Banks, insurers, fund managers and administrators, trust and company service providers, lawyers and accountants in white-listed states have used their commitment to transparency as their key mechanism to win business from grey-listed centres. Jersey is a key example. It launched its foundations product in mid-July 2009 pointing out to potential clients that Jersey is committed and compliant while the two largest vendors – Panama and Liechtenstein – may be committed but they are firmly non-compliant.

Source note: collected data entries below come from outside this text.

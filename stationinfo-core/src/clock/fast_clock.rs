//! Simulated fast clock
//!
//! Single-producer / single-consumer handshake between the tick source
//! (timer task or interrupt) and the main loop:
//!
//! - The producer calls [`FastClock::on_tick`]. Every `ticks_per_minute`
//!   ticks it advances the minute, then sets the pending flag.
//! - The consumer calls [`FastClock::take_pending`], which clears the flag
//!   and returns the minute to display.
//!
//! Every field is a single-word atomic, so both sides are interrupt safe
//! without locks. The flag is not a queue: minutes that pass while it is
//! still set are coalesced and the consumer only sees the latest one.

use portable_atomic::{AtomicBool, AtomicU16, AtomicU8, Ordering};

use crate::timetable::MINUTES_PER_DAY;

/// Minute following `minute`, wrapping at midnight
pub const fn next_minute(minute: u16) -> u16 {
    (minute % MINUTES_PER_DAY + 1) % MINUTES_PER_DAY
}

/// Fast clock shared between tick source and main loop
#[derive(Debug)]
pub struct FastClock {
    /// Simulated minute of day, written only by the tick source
    minute: AtomicU16,
    /// Ticks since the last minute change, tick source only
    ticks: AtomicU8,
    /// Ticks per simulated minute
    ticks_per_minute: u8,
    /// Set by the tick source, cleared by the main loop
    pending: AtomicBool,
}

impl FastClock {
    /// Create a clock starting at `start_minute`
    ///
    /// `start_minute` is wrapped into the day and a zero tick rate is
    /// treated as one tick per minute.
    pub const fn new(start_minute: u16, ticks_per_minute: u8) -> Self {
        Self {
            minute: AtomicU16::new(start_minute % MINUTES_PER_DAY),
            ticks: AtomicU8::new(0),
            ticks_per_minute: if ticks_per_minute == 0 { 1 } else { ticks_per_minute },
            pending: AtomicBool::new(false),
        }
    }

    /// Register one real-time tick
    ///
    /// Returns true if the simulated minute advanced.
    pub fn on_tick(&self) -> bool {
        let ticks = self.ticks.load(Ordering::Relaxed).saturating_add(1);
        if ticks < self.ticks_per_minute {
            self.ticks.store(ticks, Ordering::Relaxed);
            return false;
        }
        self.ticks.store(0, Ordering::Relaxed);
        self.advance_minute();
        true
    }

    /// Advance one simulated minute and flag it for the main loop
    ///
    /// Returns the new minute.
    pub fn advance_minute(&self) -> u16 {
        let next = next_minute(self.minute.load(Ordering::Relaxed));
        self.minute.store(next, Ordering::Release);
        self.pending.store(true, Ordering::Release);
        next
    }

    /// Consume the pending flag
    ///
    /// Returns the current minute if it changed since the last call.
    pub fn take_pending(&self) -> Option<u16> {
        if self.pending.swap(false, Ordering::AcqRel) {
            Some(self.minute.load(Ordering::Acquire))
        } else {
            None
        }
    }

    /// Whether a minute change is waiting for the main loop
    pub fn is_pending(&self) -> bool {
        self.pending.load(Ordering::Acquire)
    }

    /// Current simulated minute of day
    pub fn current_minute(&self) -> u16 {
        self.minute.load(Ordering::Acquire)
    }

    pub fn ticks_per_minute(&self) -> u8 {
        self.ticks_per_minute
    }
}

Ireland – white-listed since April 2 – has persuaded a range of companies to forsake Bermuda as the location for group holding companies and instead migrate to Dublin or nearby. This may slow after Bermuda’s elevation to the top tier. Lawyers and accountants – albeit in white-listed jurisdictions - have said that family offices in particular do not want the hassle of being in a grey-listed state.
Since April, Bermuda has been joined on the committed and compliant list by Bahrain, Luxembourg and Belgium. Two jurisdictions – the British Virgin Islands and the Cayman Islands – have signed 11 tax information exchange agreements. Cayman says it has initialed its agreement with New Zealand and hopes for signature by the end of July.
Some question has been raised that Cayman might not be elevated to the top tier on signature of 12 TIEAs but Owens dismisses this. "If the government of the Cayman Islands can demonstrate that it has signed 12 high quality tax transparency agreements then it will be admitted to the committed and compliant. The government of the Cayman Islands has said that it wants to sign a network of 30 such agreements. That would be very encouraging.”
He says there is progress among other jurisdictions on the grey list. “Samoa, for example, says it is in negotiation with six or seven major economies. But others, Panama comes to mind, have failed to implement a single agreement. The G20 identified a set of fiscal sanctions. Independently, the UK, Germany and France and others have said that they will introduce defensive measures. Financial centres need to be aware that governments will not tolerate offshore non-compliance."
Owens said that for committed jurisdictions the next step is active implementation of the agreements. Part of the process of achieving effective implementation will be peer reviews. At a keynote meeting in Los Cabos, Mexico starting on September 1, the definition and scope of peer review will be decided. “The Financial Action Task Force (FATF) conducts between six and eight of these every year. We would expect to do somewhat more of them. A small team of officials and representatives from member states would visit jurisdictions and make reports on their compliance with the agreements.”
The French president Sarkozy and the UK premier Brown have said that that they would like to see the March 2010 G20 as the decision point on sanctions. Throughout the autumn of this year and the early part of 2010, the rapid pace of negotiating and signing protocols to existing double tax treaties and new TIEAs should accelerate. Most jurisdictions on the grey list are keen to achieve the white list.
Owens says that the process will become tougher. The benchmark will be lifted. Larger networks of tax treaties will be driven by an international climate of zero tolerance on tax evasion. Peer review will determine the quality of compliance but Owens said for those countries which do not make any effort defensive measures will bite.